Unveiling the plan, health secretary Sajid Javid made clear that Covid vaccination for adults, and young people whose health is vulnerable, was the priority, alongside immunisation programmes against childhood diseases.

Javid’s decision, announced following a recommendation by the Joint Committee on Vaccination and Immunisation, also came after the Scottish and Welsh governments approved offering Covid vaccination to five- to 11-year-olds.

The JCVI said it was proposing a “non-urgent” offer to all children aged 5 to 11 of two doses of a BioNTech/Pfizer paediatric vaccine to be given at least 12 weeks apart.

Although this age group was generally at very low risk of serious illness from coronavirus, “a very small number of children who get infected do develop severe disease”, it added.

The JCVI said: “Latest evidence suggests that offering the vaccine ahead of another potential wave will protect this very small number of children from serious illness and hospitalisation, and will also provide some short-term protection against mild infection across the age group.”

In December, the JCVI recommended a Covid vaccine be offered to five- to 11-year-olds whose health placed them at particular risk should they catch coronavirus, or who lived with immunosuppressed family members. The rollout began in February.

However, the JCVI has been viewed as cautious by international standards in declining until now to recommend the jab for all aged 5-11 despite surging infections in primary schools.

It is almost two months since the Medicines and Healthcare products Regulatory Agency, the UK regulator, ruled the paediatric Covid vaccine made by BioNTech and Pfizer was safe and effective.

One of the first countries to approve a Covid vaccine for under-12s was the US, which gave the go-ahead in early November. Children in EU member states including Denmark, France, Italy and Spain have also been able to have the jab since last year.

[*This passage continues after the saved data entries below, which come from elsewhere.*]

//! POSIX-style path helpers for workspace-relative paths.
//!
//! Tree paths always use forward slashes regardless of host platform, so
//! these never go through `std::path`.

/// Normalize a path: backslashes become `/`, `.` segments are dropped,
/// `..` pops the previous segment, and repeated separators collapse.
///
/// A leading `/` is preserved. Leading `..` segments of a relative path are
/// kept. An empty result is returned as an empty string.
pub fn normalize_path(path: &str) -> String {
    let unified = path.replace('\\', "/");
    let absolute = unified.starts_with('/');
    let mut segments: Vec<&str> = Vec::new();

    for segment in unified.split('/') {
        match segment {
            "" | "." => {}
            ".." => match segments.last() {
                Some(&last) if last != ".." => {
                    segments.pop();
                }
                _ if absolute => {}
                _ => segments.push(".."),
            },
            other => segments.push(other),
        }
    }

    let joined = segments.join("/");
    if absolute {
        format!("/{}", joined)
    } else {
        joined
    }
}

/// Join path fragments and normalize the result.
///
/// Empty fragments are skipped, so `join_path_fragments(&["", "index.ts"])`
/// is `index.ts`.
pub fn join_path_fragments(fragments: &[&str]) -> String {
    let joined = fragments
        .iter()
        .filter(|f| !f.is_empty())
        .copied()
        .collect::<Vec<_>>()
        .join("/");
    normalize_path(&joined)
}

/// Directory portion of a path (`""` for a bare file name).
pub fn dirname(path: &str) -> String {
    let normalized = normalize_path(path);
    match normalized.rfind('/') {
        Some(0) => "/".to_string(),
        Some(idx) => normalized[..idx].to_string(),
        None => String::new(),
    }
}

/// Final segment of a path.
pub fn basename(path: &str) -> String {
    let normalized = normalize_path(path);
    match normalized.rfind('/') {
        Some(idx) => normalized[idx + 1..].to_string(),
        None => normalized,
    }
}

/// Relative path from directory `from` to path `to`.
///
/// Both are treated as workspace-relative. Returns `""` when they are equal.
pub fn relative(from: &str, to: &str) -> String {
    let from = normalize_path(from);
    let to = normalize_path(to);

    let from_segments: Vec<&str> = from.split('/').filter(|s| !s.is_empty()).collect();
    let to_segments: Vec<&str> = to.split('/').filter(|s| !s.is_empty()).collect();

    let common = from_segments
        .iter()
        .zip(to_segments.iter())
        .take_while(|(a, b)| a == b)
        .count();

    let mut parts: Vec<&str> = Vec::new();
    parts.extend(std::iter::repeat("..").take(from_segments.len() - common));
    parts.extend(&to_segments[common..]);
    parts.join("/")
}

/// Whether `path` equals `dir` or sits underneath it. An empty `dir` is the
/// workspace root and contains everything.
pub fn is_within(path: &str, dir: &str) -> bool {
    let path = normalize_path(path);
    let dir = normalize_path(dir);
    dir.is_empty() || path == dir || path.starts_with(&format!("{}/", dir))
}

#[cfg(test)]
mod tests {
    use super::*;

    #[test]
    fn normalize_collapses_dots_and_backslashes() {
        assert_eq!(normalize_path("libs\\ui//src/./lib/../index.ts"), "libs/ui/src/index.ts");
        assert_eq!(normalize_path("./libs/ui/"), "libs/ui");
        assert_eq!(normalize_path("../shared/x"), "../shared/x");
        assert_eq!(normalize_path("/abs/../root"), "/root");
        assert_eq!(normalize_path("."), "");
    }

    #[test]
    fn join_skips_empty_fragments() {
        assert_eq!(join_path_fragments(&["", "index.ts"]), "index.ts");
        assert_eq!(join_path_fragments(&["libs/ui/src", "index.ts"]), "libs/ui/src/index.ts");
        assert_eq!(join_path_fragments(&["libs/ui/src/", "/lib", "button"]), "libs/ui/src/lib/button");
    }

    #[test]
    fn dirname_and_basename() {
        assert_eq!(dirname("libs/ui/src/index.ts"), "libs/ui/src");
        assert_eq!(dirname("index.ts"), "");
        assert_eq!(basename("libs/ui/src/index.ts"), "index.ts");
        assert_eq!(basename("index.ts"), "index.ts");
    }

    #[test]
    fn relative_walks_up_and_down() {
        assert_eq!(relative("libs/ui/src", "libs/ui/src/lib/button"), "lib/button");
        assert_eq!(relative("libs/ui/src", "libs/ui/components"), "../components");
        assert_eq!(relative("libs/ui/src", "libs/ui/src"), "");
        assert_eq!(relative("", "libs/ui"), "libs/ui");
    }

    #[test]
    fn is_within_matches_whole_segments() {
        assert!(is_within("libs/ui/src", "libs/ui"));
        assert!(is_within("libs/ui", "libs/ui"));
        assert!(!is_within("libs/ui-kit/src", "libs/ui"));
        assert!(is_within("anything", ""));
    }
}
// Public modules
pub mod artifact;
pub mod component;
pub mod defaults;
pub mod error;
pub mod manifest;
pub mod project;
pub mod tree;
pub mod versions;

// Re-export common types for convenience
pub use error::{Error, ErrorCode, Result};
pub use tree::{FsTree, MemoryTree, StagingTree, Tree};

Professor Wei Shen Lim, chair of Covid-19 immunisation at the JCVI, said the committee had “carefully considered the potential direct health impacts of vaccination and potential indirect educational impacts”.

He added that other important childhood vaccinations, such as that against measles, mumps and rubella, had fallen behind due to the pandemic, saying: “It is vital these programmes continue and are not displaced by the rollout of the Covid-19 vaccine to this age group.”